(Stored items)
____

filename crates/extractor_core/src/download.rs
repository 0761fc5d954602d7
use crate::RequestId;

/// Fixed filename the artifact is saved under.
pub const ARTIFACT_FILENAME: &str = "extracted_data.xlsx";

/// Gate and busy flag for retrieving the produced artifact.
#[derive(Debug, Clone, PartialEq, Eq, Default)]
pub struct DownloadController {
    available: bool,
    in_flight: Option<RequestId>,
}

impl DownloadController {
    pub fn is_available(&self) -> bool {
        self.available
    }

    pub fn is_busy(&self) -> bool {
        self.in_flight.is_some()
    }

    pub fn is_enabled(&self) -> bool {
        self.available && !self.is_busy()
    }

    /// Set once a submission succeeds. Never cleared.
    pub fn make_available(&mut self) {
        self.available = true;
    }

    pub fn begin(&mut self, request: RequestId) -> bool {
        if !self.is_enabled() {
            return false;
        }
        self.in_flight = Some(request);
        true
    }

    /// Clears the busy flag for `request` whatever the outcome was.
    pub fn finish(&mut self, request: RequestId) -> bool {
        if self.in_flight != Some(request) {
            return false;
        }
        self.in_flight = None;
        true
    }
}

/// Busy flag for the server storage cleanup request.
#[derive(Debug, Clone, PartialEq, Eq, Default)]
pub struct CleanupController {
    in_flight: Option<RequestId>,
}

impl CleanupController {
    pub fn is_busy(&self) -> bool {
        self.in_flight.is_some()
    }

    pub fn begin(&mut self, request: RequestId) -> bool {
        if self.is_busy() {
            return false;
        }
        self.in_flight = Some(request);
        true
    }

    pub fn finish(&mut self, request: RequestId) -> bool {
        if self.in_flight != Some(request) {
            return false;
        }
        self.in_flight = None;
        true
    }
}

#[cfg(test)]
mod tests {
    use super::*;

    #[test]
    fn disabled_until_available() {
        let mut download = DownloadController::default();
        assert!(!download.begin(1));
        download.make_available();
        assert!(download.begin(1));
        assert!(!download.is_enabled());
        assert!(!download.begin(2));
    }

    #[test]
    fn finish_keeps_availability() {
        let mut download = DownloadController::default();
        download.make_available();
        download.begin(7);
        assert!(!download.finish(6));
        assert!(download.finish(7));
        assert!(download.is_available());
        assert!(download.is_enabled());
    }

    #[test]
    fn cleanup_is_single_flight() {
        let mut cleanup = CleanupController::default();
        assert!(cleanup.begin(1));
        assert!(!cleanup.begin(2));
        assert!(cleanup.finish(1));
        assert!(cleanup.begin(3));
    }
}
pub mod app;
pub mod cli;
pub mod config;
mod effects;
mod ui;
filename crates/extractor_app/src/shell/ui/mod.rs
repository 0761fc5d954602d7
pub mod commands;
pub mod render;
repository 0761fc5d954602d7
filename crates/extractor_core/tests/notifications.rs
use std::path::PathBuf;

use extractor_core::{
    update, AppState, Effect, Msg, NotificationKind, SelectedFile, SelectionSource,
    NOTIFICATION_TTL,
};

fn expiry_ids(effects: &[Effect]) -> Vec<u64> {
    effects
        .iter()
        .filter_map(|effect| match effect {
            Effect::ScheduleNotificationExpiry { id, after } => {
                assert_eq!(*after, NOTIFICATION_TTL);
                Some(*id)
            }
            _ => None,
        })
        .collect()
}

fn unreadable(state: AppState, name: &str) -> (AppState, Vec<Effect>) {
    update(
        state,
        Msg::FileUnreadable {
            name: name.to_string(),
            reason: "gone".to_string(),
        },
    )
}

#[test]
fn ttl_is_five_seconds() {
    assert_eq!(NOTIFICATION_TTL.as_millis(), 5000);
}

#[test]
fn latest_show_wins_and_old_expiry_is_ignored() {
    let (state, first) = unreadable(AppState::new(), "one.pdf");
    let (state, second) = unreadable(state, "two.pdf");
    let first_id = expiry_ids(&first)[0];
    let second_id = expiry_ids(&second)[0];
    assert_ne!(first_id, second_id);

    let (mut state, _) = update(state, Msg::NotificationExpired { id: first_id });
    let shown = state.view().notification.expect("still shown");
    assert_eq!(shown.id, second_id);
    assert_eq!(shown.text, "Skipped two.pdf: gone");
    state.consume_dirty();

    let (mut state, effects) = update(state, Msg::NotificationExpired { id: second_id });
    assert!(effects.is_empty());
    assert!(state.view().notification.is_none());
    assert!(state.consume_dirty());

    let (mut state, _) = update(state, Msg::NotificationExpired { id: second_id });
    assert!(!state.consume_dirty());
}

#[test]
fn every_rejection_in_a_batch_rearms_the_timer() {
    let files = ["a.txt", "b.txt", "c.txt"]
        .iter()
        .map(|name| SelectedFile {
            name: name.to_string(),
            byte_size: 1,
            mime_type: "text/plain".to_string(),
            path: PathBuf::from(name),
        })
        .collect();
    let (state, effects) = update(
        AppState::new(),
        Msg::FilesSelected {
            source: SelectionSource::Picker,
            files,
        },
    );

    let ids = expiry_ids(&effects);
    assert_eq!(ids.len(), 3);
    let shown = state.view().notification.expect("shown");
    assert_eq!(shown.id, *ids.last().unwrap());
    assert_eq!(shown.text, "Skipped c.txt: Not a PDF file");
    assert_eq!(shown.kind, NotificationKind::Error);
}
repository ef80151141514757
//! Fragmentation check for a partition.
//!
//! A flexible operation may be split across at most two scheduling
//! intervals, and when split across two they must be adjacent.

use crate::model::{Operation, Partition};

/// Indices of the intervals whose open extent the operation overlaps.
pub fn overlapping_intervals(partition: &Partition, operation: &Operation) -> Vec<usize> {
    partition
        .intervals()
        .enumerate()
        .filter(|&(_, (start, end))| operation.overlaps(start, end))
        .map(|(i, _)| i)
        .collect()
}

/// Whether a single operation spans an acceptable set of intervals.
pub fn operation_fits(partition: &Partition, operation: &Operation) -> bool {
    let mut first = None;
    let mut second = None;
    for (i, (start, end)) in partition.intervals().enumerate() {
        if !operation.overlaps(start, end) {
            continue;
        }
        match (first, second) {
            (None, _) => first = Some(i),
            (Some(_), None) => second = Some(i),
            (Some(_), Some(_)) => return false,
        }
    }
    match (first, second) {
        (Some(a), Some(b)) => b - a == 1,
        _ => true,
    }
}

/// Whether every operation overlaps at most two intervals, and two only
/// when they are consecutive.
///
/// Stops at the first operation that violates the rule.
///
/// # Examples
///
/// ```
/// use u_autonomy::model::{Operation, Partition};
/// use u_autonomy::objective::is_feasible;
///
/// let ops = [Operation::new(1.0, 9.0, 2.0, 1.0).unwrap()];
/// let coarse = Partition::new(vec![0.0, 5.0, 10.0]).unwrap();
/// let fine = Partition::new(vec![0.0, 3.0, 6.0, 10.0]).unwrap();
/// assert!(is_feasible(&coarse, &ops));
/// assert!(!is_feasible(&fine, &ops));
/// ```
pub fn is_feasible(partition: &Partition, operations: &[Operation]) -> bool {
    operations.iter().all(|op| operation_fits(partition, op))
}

____

A word-for-word copy of all the entries above is required.

filename crates/extractor_core/src/download.rs
repository 0761fc5d954602d7
use crate::RequestId;

/// Fixed filename the artifact is saved under.
pub const ARTIFACT_FILENAME: &str = "extracted_data.xlsx";

/// Gate and busy flag for retrieving the produced artifact.
#[derive(Debug, Clone, PartialEq, Eq, Default)]
pub struct DownloadController {
    available: bool,
    in_flight: Option<RequestId>,
}

impl DownloadController {
    pub fn is_available(&self) -> bool {
        self.available
    }

    pub fn is_busy(&self) -> bool {
        self.in_flight.is_some()
    }

    pub fn is_enabled(&self) -> bool {
        self.available && !self.is_busy()
    }

    /// Set once a submission succeeds. Never cleared.
    pub fn make_available(&mut self) {
        self.available = true;
    }

    pub fn begin(&mut self, request: RequestId) -> bool {
        if !self.is_enabled() {
            return false;
        }
        self.in_flight = Some(request);
        true
    }

    /// Clears the busy flag for `request` whatever the outcome was.
    pub fn finish(&mut self, request: RequestId) -> bool {
        if self.in_flight != Some(request) {
            return false;
        }
        self.in_flight = None;
        true
    }
}

/// Busy flag for the server storage cleanup request.
#[derive(Debug, Clone, PartialEq, Eq, Default)]
pub struct CleanupController {
    in_flight: Option<RequestId>,
}

impl CleanupController {
    pub fn is_busy(&self) -> bool {
        self.in_flight.is_some()
    }

    pub fn begin(&mut self, request: RequestId) -> bool {
        if self.is_busy() {
            return false;
        }
        self.in_flight = Some(request);
        true
    }

    pub fn finish(&mut self, request: RequestId) -> bool {
        if self.in_flight != Some(request) {
            return false;
        }
        self.in_flight = None;
        true
    }
}

#[cfg(test)]
mod tests {
    use super::*;

    #[test]
    fn disabled_until_available() {
        let mut download = DownloadController::default();
        assert!(!download.begin(1));
        download.make_available();
        assert!(download.begin(1));
        assert!(!download.is_enabled());
        assert!(!download.begin(2));
    }

    #[test]
    fn finish_keeps_availability() {
        let mut download = DownloadController::default();
        download.make_available();
        download.begin(7);
        assert!(!download.finish(6));
        assert!(download.finish(7));
        assert!(download.is_available());
        assert!(download.is_enabled());
    }

    #[test]
    fn cleanup_is_single_flight() {
        let mut cleanup = CleanupController::default();
        assert!(cleanup.begin(1));
        assert!(!cleanup.begin(2));
        assert!(cleanup.finish(1));
        assert!(cleanup.begin(3));
    }
}
pub mod app;
pub mod cli;
pub mod config;
mod effects;
mod ui;
filename crates/extractor_app/src/shell/ui/mod.rs
repository 0761fc5d954602d7
pub mod commands;
pub mod render;
repository 0761fc5d954602d7
filename crates/extractor_core/tests/notifications.rs
use std::path::PathBuf;

use extractor_core::{
    update, AppState, Effect, Msg, NotificationKind, SelectedFile, SelectionSource,
    NOTIFICATION_TTL,
};

fn expiry_ids(effects: &[Effect]) -> Vec<u64> {
    effects
        .iter()
        .filter_map(|effect| match effect {
            Effect::ScheduleNotificationExpiry { id, after } => {
                assert_eq!(*after, NOTIFICATION_TTL);
                Some(*id)
            }
            _ => None,
        })
        .collect()
}

fn unreadable(state: AppState, name: &str) -> (AppState, Vec<Effect>) {
    update(
        state,
        Msg::FileUnreadable {
            name: name.to_string(),
            reason: "gone".to_string(),
        },
    )
}

#[test]
fn ttl_is_five_seconds() {
    assert_eq!(NOTIFICATION_TTL.as_millis(), 5000);
}

#[test]
fn latest_show_wins_and_old_expiry_is_ignored() {
    let (state, first) = unreadable(AppState::new(), "one.pdf");
    let (state, second) = unreadable(state, "two.pdf");
    let first_id = expiry_ids(&first)[0];
    let second_id = expiry_ids(&second)[0];
    assert_ne!(first_id, second_id);

    let (mut state, _) = update(state, Msg::NotificationExpired { id: first_id });
    let shown = state.view().notification.expect("still shown");
    assert_eq!(shown.id, second_id);
    assert_eq!(shown.text, "Skipped two.pdf: gone");
    state.consume_dirty();

    let (mut state, effects) = update(state, Msg::NotificationExpired { id: second_id });
    assert!(effects.is_empty());
    assert!(state.view().notification.is_none());
    assert!(state.consume_dirty());

    let (mut state, _) = update(state, Msg::NotificationExpired { id: second_id });
    assert!(!state.consume_dirty());
}

#[test]
fn every_rejection_in_a_batch_rearms_the_timer() {
    let files = ["a.txt", "b.txt", "c.txt"]
        .iter()
        .map(|name| SelectedFile {
            name: name.to_string(),
            byte_size: 1,
            mime_type: "text/plain".to_string(),
            path: PathBuf::from(name),
        })
        .collect();
    let (state, effects) = update(
        AppState::new(),
        Msg::FilesSelected {
            source: SelectionSource::Picker,
            files,
        },
    );

    let ids = expiry_ids(&effects);
    assert_eq!(ids.len(), 3);
    let shown = state.view().notification.expect("shown");
    assert_eq!(shown.id, *ids.last().unwrap());
    assert_eq!(shown.text, "Skipped c.txt: Not a PDF file");
    assert_eq!(shown.kind, NotificationKind::Error);
}
repository ef80151141514757
//! Fragmentation check for a partition.
//!
//! A flexible operation may be split across at most two scheduling
//! intervals, and when split across two they must be adjacent.

use crate::model::{Operation, Partition};

/// Indices of the intervals whose open extent the operation overlaps.
pub fn overlapping_intervals(partition: &Partition, operation: &Operation) -> Vec<usize> {
    partition
        .intervals()
        .enumerate()
        .filter(|&(_, (start, end))| operation.overlaps(start, end))
        .map(|(i, _)| i)
        .collect()
}

/// Whether a single operation spans an acceptable set of intervals.
pub fn operation_fits(partition: &Partition, operation: &Operation) -> bool {
    let mut first = None;
    let mut second = None;
    for (i, (start, end)) in partition.intervals().enumerate() {
        if !operation.overlaps(start, end) {
            continue;
        }
        match (first, second) {
            (None, _) => first = Some(i),
            (Some(_), None) => second = Some(i),
            (Some(_), Some(_)) => return false,
        }
    }
    match (first, second) {
        (Some(a), Some(b)) => b - a == 1,
        _ => true,
    }
}

/// Whether every operation overlaps at most two intervals, and two only
/// when they are consecutive.
///
/// Stops at the first operation that violates the rule.
///
/// # Examples
///
/// ```
/// use u_autonomy::model::{Operation, Partition};
/// use u_autonomy::objective::is_feasible;
///
/// let ops = [Operation::new(1.0, 9.0, 2.0, 1.0).unwrap()];
/// let coarse = Partition::new(vec![0.0, 5.0, 10.0]).unwrap();
/// let fine = Partition::new(vec![0.0, 3.0, 6.0, 10.0]).unwrap();
/// assert!(is_feasible(&coarse, &ops));
/// assert!(!is_feasible(&fine, &ops));
/// ```
pub fn is_feasible(partition: &Partition, operations: &[Operation]) -> bool {
    operations.iter().all(|op| operation_fits(partition, op))
}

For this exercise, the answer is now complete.